Boris Johnson: why is he in so many problems, and can his political career last? | Partygate
Boris Johnson spent the evening of Wednesday March 22 being questioned by a committee of Conservative and opposition MPs about a series of meetings in Downing Street about the UK’s response to the coronavirus pandemic. The events became known as the Partygate scandal.
What happened this week?
Johnson resign as prime minister After some controversies in the United Kingdom on July 7 last year – the biggest of which was Partygate. In truth, his presidency, which began with his conservative party winning the national general election in December 2019, was plagued by setbacks.
But Partygate was probably the biggest of the lot. And on Wednesday, Johnson was asked about it by a committee of his fellow parliamentarians. His future is in their hands.
So what exactly was Partygate?
The story began with Pippa Crerar, political editor of The Guardian. In October 2021, while working for another British newspaper, the Daily Mirror, he received a tip. One of his sources told him that Covid rules had been broken at 10 Downing Street, the home of the British Prime Minister. While the rest of the country was following lockdown rules to contain the coronavirus pandemic, some Downing Street staff were less careful. In fact, they were gathering and drinking. Periodically
As Crerar explained in an article for the Guardian published earlier this week, it took him a while to feel confident enough to publish a story. Because, to begin with, it was hard for him to believe what he said…

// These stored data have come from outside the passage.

//! Shared utilities for integration tests.

#![allow(dead_code)]

use std::net::SocketAddr;

use rest_resource::config::{ResourceConfig, ServerConfig};
use rest_resource::http::HttpServer;
use rest_resource::lifecycle::{build_server, Shutdown};
use tokio::net::TcpListener;

/// A server running on an ephemeral port. Stops when dropped.
pub struct TestServer {
    pub addr: SocketAddr,
    shutdown: Shutdown,
}

impl TestServer {
    pub fn url(&self, path: &str) -> String {
        format!("http://{}{}", self.addr, path)
    }
}

impl Drop for TestServer {
    fn drop(&mut self) {
        self.shutdown.trigger();
    }
}

/// The three records every scenario starts from.
pub fn seeded_resource(name: &str, path: &str) -> ResourceConfig {
    let mut resource = ResourceConfig {
        name: name.into(),
        path: path.into(),
        ..Default::default()
    };
    for (key, value) in [("Peter", "Lemon"), ("Paul", "Tree"), ("Mary", "Very Pretty")] {
        resource.seed.insert(key.into(), value.into());
    }
    resource
}

/// Default config with the seeded resource mounted at `/`.
pub fn seeded_config() -> ServerConfig {
    let mut config = ServerConfig::default();
    config.listener.bind_address = "127.0.0.1:0".into();
    config.resources = vec![seeded_resource("kv", "/")];
    config
}

/// Build the server the binary would build and start it.
pub async fn spawn_config(config: ServerConfig) -> TestServer {
    spawn_server(build_server(config).unwrap()).await
}

/// Start an already assembled server.
pub async fn spawn_server(server: HttpServer) -> TestServer {
    let listener = TcpListener::bind("127.0.0.1:0").await.unwrap();
    let addr = listener.local_addr().unwrap();

    let shutdown = Shutdown::new();
    let stopped = shutdown.subscribe();
    tokio::spawn(async move {
        let _ = server.run(listener, stopped).await;
    });

    TestServer { addr, shutdown }
}

/// Client that never reuses connections, so an abandoned body closes its socket.
pub fn client() -> reqwest::Client {
    reqwest::Client::builder()
        .pool_max_idle_per_host(0)
        .no_proxy()
        .build()
        .unwrap()
}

So how many parties were there?
The first story, published in December 2021, alleged two illegal incidents. But when the media started digging, more was revealed. Many, many more. An official was asked to investigate, he looked 15 events. And then the London police got involved. At the end of the investigation, detectives fined 83 people. Johnson was one of them.
The details of these “parties” caused outrage; an official report stated that several events were drunken and rowdy. At one outing there was loud karaoke, someone was sick and there was a fight. At a Christmas party, red wine was splashed on a wall.

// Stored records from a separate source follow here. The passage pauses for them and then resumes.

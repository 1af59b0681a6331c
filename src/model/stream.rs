//! Lazy collection streaming.
//!
//! # Responsibilities
//! - Run a collection producer as its own task
//! - Hand items to the consumer one at a time over a bounded channel
//! - Stop the producer when the consumer closes or drops the stream
//!
//! # Design Decisions
//! - Handoff capacity is 1, the smallest tokio allows, so the producer never
//!   runs more than one item ahead of the encoder
//! - Single pass: once drained the stream yields `None` forever
//! - Dropping the stream aborts the producer task, which covers producers
//!   parked on something other than the channel

use std::future::Future;
use std::pin::Pin;
use std::task::{Context, Poll};

use futures_util::Stream;
use thiserror::Error;
use tokio::sync::mpsc;
use tokio::task::AbortHandle;

use crate::model::error::{ModelError, ModelResult};

/// Number of items that may sit between producer and consumer.
pub const HANDOFF_CAPACITY: usize = 1;

/// Returned by [`ItemSink::send`] once the consumer has gone away.
#[derive(Debug, Clone, Copy, PartialEq, Eq, Error)]
#[error("item stream closed by consumer")]
pub struct StreamClosed;

/// Consumer side of a collection read.
pub struct ItemStream<T> {
    rx: mpsc::Receiver<ModelResult<T>>,
    producer: Option<AbortHandle>,
}

/// Producer side of a collection read.
pub struct ItemSink<T> {
    tx: mpsc::Sender<ModelResult<T>>,
}

impl<T: Send + 'static> ItemStream<T> {
    /// Spawn `produce` as a task feeding the returned stream.
    pub fn spawn<F, Fut>(produce: F) -> Self
    where
        F: FnOnce(ItemSink<T>) -> Fut,
        Fut: Future<Output = ()> + Send + 'static,
    {
        let (tx, rx) = mpsc::channel(HANDOFF_CAPACITY);
        let handle = tokio::spawn(produce(ItemSink { tx }));

        Self {
            rx,
            producer: Some(handle.abort_handle()),
        }
    }

    /// Stream the values of an iterator from a producer task.
    pub fn from_values<I>(values: I) -> Self
    where
        I: IntoIterator<Item = T> + Send + 'static,
        I::IntoIter: Send,
    {
        Self::spawn(move |sink| async move {
            for value in values {
                if sink.send(value).await.is_err() {
                    tracing::trace!("Consumer went away, stopping producer");
                    break;
                }
            }
        })
    }
}

impl<T> ItemStream<T> {
    /// A stream that is already exhausted.
    pub fn empty() -> Self {
        let (_, rx) = mpsc::channel(HANDOFF_CAPACITY);
        Self { rx, producer: None }
    }

    /// Wait for the next item. `None` once the producer has finished.
    pub async fn next_item(&mut self) -> Option<ModelResult<T>> {
        self.rx.recv().await
    }

    /// Stop the producer. An item already handed off may still be yielded.
    pub fn close(&mut self) {
        self.rx.close();
        if let Some(producer) = self.producer.take() {
            producer.abort();
        }
    }
}

impl<T> Stream for ItemStream<T> {
    type Item = ModelResult<T>;

    fn poll_next(self: Pin<&mut Self>, cx: &mut Context<'_>) -> Poll<Option<Self::Item>> {
        self.get_mut().rx.poll_recv(cx)
    }
}

impl<T> Drop for ItemStream<T> {
    fn drop(&mut self) {
        if let Some(producer) = self.producer.take() {
            producer.abort();
        }
    }
}

impl<T> std::fmt::Debug for ItemStream<T> {
    fn fmt(&self, f: &mut std::fmt::Formatter<'_>) -> std::fmt::Result {
        f.debug_struct("ItemStream")
            .field("producer_running", &self.producer.as_ref().is_some_and(|p| !p.is_finished()))
            .finish()
    }
}

impl<T> ItemSink<T> {
    /// Hand one item to the consumer, waiting until it has room.
    pub async fn send(&self, item: T) -> Result<(), StreamClosed> {
        self.tx.send(Ok(item)).await.map_err(|_| StreamClosed)
    }

    /// Report a backend fault and end the stream.
    pub async fn fail(self, err: ModelError) {
        if self.tx.send(Err(err)).await.is_err() {
            tracing::trace!("Consumer went away before producer error was delivered");
        }
    }

    /// Whether the consumer has closed or dropped the stream.
    pub fn is_closed(&self) -> bool {
        self.tx.is_closed()
    }

    /// Resolves once the consumer has closed or dropped the stream.
    pub async fn closed(&self) {
        self.tx.closed().await
    }
}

All this was happening as millions of Britons were obeying strict lockdown rules. They didn’t go out. After all, Johnson, as prime minister, begged them not to. He asked the people to follow the rules devised by his government. After Johnson was fined, there were calls to quit, but he refused. But his troubles were far from over.

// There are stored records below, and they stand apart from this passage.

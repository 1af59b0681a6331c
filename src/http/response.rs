//! Response assembly.
//!
//! # Responsibilities
//! - Map adapter and model failures to status codes
//! - Build the fixed-literal bodies (`OK`, new identifier, `[]`)
//! - Encode single values and stream encoded collections
//! - Attach cache metadata to successful reads
//!
//! # Design Decisions
//! - The collection status is decided by the first item: a producer error
//!   before any item is a 500, after that the body stream fails so the
//!   client sees a truncated transfer instead of a well-formed wrong array
//! - Dropping the body drops the `ItemStream`, which stops its producer

use std::sync::Arc;
use std::time::Duration;

use axum::{
    body::{Body, Bytes},
    http::{header, HeaderValue, StatusCode},
    response::{IntoResponse, Response},
};
use futures_util::stream;
use serde::Serialize;
use thiserror::Error;

use crate::http::negotiate::APPLICATION_JSON;
use crate::model::{ItemStream, ModelError};
use crate::observability::metrics;

/// Body of every successful PUT and DELETE.
pub const ACK_BODY: &str = "OK";

/// Body of a collection read with no items.
pub const EMPTY_COLLECTION: &str = "[]";

pub const TEXT_PLAIN: &str = "text/plain; charset=utf-8";

/// Methods valid on an item path.
pub const ITEM_METHODS: &str = "GET, PUT, DELETE";

/// Methods valid on a collection path.
pub const COLLECTION_METHODS: &str = "GET, PUT, POST, DELETE";

/// Every way a request can fail at the adapter boundary.
#[derive(Debug, Error)]
pub enum AdapterError {
    /// The client does not accept the adapter's representation.
    #[error("Not acceptable")]
    NotAcceptable,

    /// The request body could not be read or decoded.
    #[error("Malformed request body: {0}")]
    Decode(String),

    /// The request body grew past the configured limit while being read.
    #[error("Payload too large")]
    PayloadTooLarge,

    /// No operation exists for this method on this path.
    #[error("Method not allowed")]
    MethodNotAllowed { allow: &'static str },

    /// The model rejected the operation.
    #[error(transparent)]
    Model(#[from] ModelError),
}

impl AdapterError {
    pub fn status(&self) -> StatusCode {
        match self {
            AdapterError::NotAcceptable => StatusCode::NOT_ACCEPTABLE,
            AdapterError::Decode(_) => StatusCode::BAD_REQUEST,
            AdapterError::PayloadTooLarge => StatusCode::PAYLOAD_TOO_LARGE,
            AdapterError::MethodNotAllowed { .. } => StatusCode::METHOD_NOT_ALLOWED,
            AdapterError::Model(e) => status_for(e),
        }
    }
}

/// Status code for a model failure.
pub fn status_for(err: &ModelError) -> StatusCode {
    match err {
        ModelError::NotFound(_) => StatusCode::NOT_FOUND,
        ModelError::TypeMismatch(_) => StatusCode::BAD_REQUEST,
        ModelError::AlreadyExists(_) => StatusCode::CONFLICT,
        ModelError::Unclassified(_) => StatusCode::INTERNAL_SERVER_ERROR,
    }
}

impl IntoResponse for AdapterError {
    fn into_response(self) -> Response {
        let status = self.status();
        let content_type = [(header::CONTENT_TYPE, HeaderValue::from_static(TEXT_PLAIN))];

        match self {
            AdapterError::MethodNotAllowed { allow } => (
                status,
                content_type,
                [(header::ALLOW, HeaderValue::from_static(allow))],
                "Method not allowed",
            )
                .into_response(),
            // Backend detail stays in the logs
            AdapterError::Model(ModelError::Unclassified(_)) => {
                (status, content_type, "Internal server error").into_response()
            }
            other => (status, content_type, other.to_string()).into_response(),
        }
    }
}

/// `Cache-Control` value advertising `expiration`.
pub fn cache_control(expiration: Duration) -> HeaderValue {
    if expiration.is_zero() {
        return HeaderValue::from_static("no-cache");
    }
    HeaderValue::from_str(&format!("max-age={}", expiration.as_secs()))
        .unwrap_or_else(|_| HeaderValue::from_static("no-cache"))
}

/// 200 with the acknowledgment literal.
pub fn ack() -> Response {
    (
        StatusCode::OK,
        [(header::CONTENT_TYPE, HeaderValue::from_static(TEXT_PLAIN))],
        ACK_BODY,
    )
        .into_response()
}

/// 200 with the new identifier as a plain-text body.
pub fn created(id: &str, location: Option<&str>) -> Response {
    let mut response = (
        StatusCode::OK,
        [(header::CONTENT_TYPE, HeaderValue::from_static(TEXT_PLAIN))],
        id.to_string(),
    )
        .into_response();

    if let Some(value) = location.and_then(|l| HeaderValue::from_str(l).ok()) {
        response.headers_mut().insert(header::LOCATION, value);
    }
    response
}

fn json(body: Body, cache: HeaderValue) -> Response {
    (
        StatusCode::OK,
        [
            (header::CONTENT_TYPE, HeaderValue::from_static(APPLICATION_JSON)),
            (header::CACHE_CONTROL, cache),
        ],
        body,
    )
        .into_response()
}

/// 200 with one encoded value.
pub fn json_value<T: Serialize>(value: &T, cache: HeaderValue) -> Result<Response, AdapterError> {
    let encoded = serde_json::to_vec(value)
        .map_err(|e| ModelError::Unclassified(format!("failed to encode value: {e}")))?;
    Ok(json(Body::from(encoded), cache))
}

enum Phase<T> {
    Open { items: ItemStream<T>, first: T },
    Next(ItemStream<T>),
    Done,
}

type Chunk = Result<Bytes, std::io::Error>;

fn encode_chunk<T: Serialize>(separator: u8, item: &T) -> Chunk {
    let mut buf = vec![separator];
    serde_json::to_writer(&mut buf, item)?;
    Ok(Bytes::from(buf))
}

fn advance<T>(chunk: Chunk, items: ItemStream<T>) -> Option<(Chunk, Phase<T>)> {
    let next = if chunk.is_ok() { Phase::Next(items) } else { Phase::Done };
    Some((chunk, next))
}

/// 200 with the collection encoded as a JSON array, item by item.
///
/// Waits for the first item before committing to a status.
pub async fn json_collection<T>(
    mut items: ItemStream<T>,
    cache: HeaderValue,
    resource: Arc<str>,
) -> Result<Response, AdapterError>
where
    T: Serialize + Send + 'static,
{
    let first = match items.next_item().await {
        None => return Ok(json(Body::from(EMPTY_COLLECTION), cache)),
        Some(Err(e)) => return Err(e.into()),
        Some(Ok(first)) => first,
    };

    let chunks = stream::unfold(Phase::Open { items, first }, move |phase| {
        let resource = resource.clone();
        async move {
            match phase {
                Phase::Open { items, first } => {
                    metrics::record_stream_item(&resource);
                    advance(encode_chunk(b'[', &first), items)
                }
                Phase::Next(mut items) => match items.next_item().await {
                    Some(Ok(item)) => {
                        metrics::record_stream_item(&resource);
                        advance(encode_chunk(b',', &item), items)
                    }
                    Some(Err(e)) => {
                        tracing::warn!(
                            resource = %resource,
                            error = %e,
                            "Collection stream failed, truncating response"
                        );
                        Some((Err(std::io::Error::other(e)), Phase::Done))
                    }
                    None => Some((Ok(Bytes::from_static(b"]")), Phase::Done)),
                },
                Phase::Done => None,
            }
        }
    });

    Ok(json(Body::from_stream(chunks), cache))
}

“All leads were fully followed in No. 10” – but was it?
After the first story was published, Johnson moved to the House of Commons, the democratically elected house of 650 members of parliament representing the constituencies of the United Kingdom. Johnson denied there was any bias, telling MPs that “all guidelines were met at No 10”.
It was a line he held many times over the next few months. However, as time went on, that emphatic statement became more and more unbelievable. As the extent of the misbehavior and lawlessness became apparent, it became comically untrue.
Politicians can get away with a lot in the UK, but lying to parliament is a line where MPs don’t dare. There is a committee looking into whether MPs have made misleading statements, and Johnson was summoned before them on Wednesday.
Although Johnson has now admitted that the statements he made at the time were wrong, the committee is looking into whether he made them “recklessly”, meaning he should have known they were nonsense. He lived in the house where most of the parties took place, he was photographed at some of them, and the police fined him. Could he really not know what was going on under his roof?
Johnson’s defense: “Hand to heart…I didn’t lie”
Johnson was bullish when he went before the committee. He said none of his staff ever told him they were breaking the rules, so as far as he was concerned, he was telling the truth. He criticized the questions about the events he personally attended as “complete nonsense”. He argued that it would be “absolute madness” for him to deliberately mislead parliament.
At the end of the three-and-a-half-hour session, he said he could only conclude that the commission was right, and declared that he would accept no other verdict.
“I think people will judge for themselves, based on the evidence you presented, the fairness of this commission. I’m sure you’ll show that you’ve been right.’
What happens next?
Despite Johnson’s protests, it was obvious from the questions he was asked and the answers he gave and the body language in the room that the former prime minister remains in deep trouble. An MP on the committee said his testimony was “weak”. Johnson, another MP suggested, had misinterpreted his Covid policy.
If the committee decides Johnson is deliberately misleading the House of Commons, it could suspend it – a move that could trigger a “recall petition” – essentially allowing Johnson to hold an election in his constituency. Condemnation of such an official rebuke could sink Johnson’s political career, which has seen a spectacular decline since the heady days when he won the national election three years ago.
The commission has not said when it will issue its final report: it could be weeks or months.
How have people reacted to this latest twist in the saga?
Johnson’s parliamentary allies insist their man has done nothing wrong, but these die-hard supporters appear to be dwindling. He still has a lot of support in Britain’s right-wing media, particularly The Telegraph and The Telegraph Daily Mail.
But many of his colleagues in the Conservative Party seem tired of the perpetual drama surrounding Johnson. And even the voters, who were inclined to forgive the former prime minister for his poor attitude in the past, are not forgiving now.
Definitely if that show of hands is anything to go by. On Thursday night, a BBC current affairs show asked its audience if they believed Johnson’s evidence to the committee. Nobody did.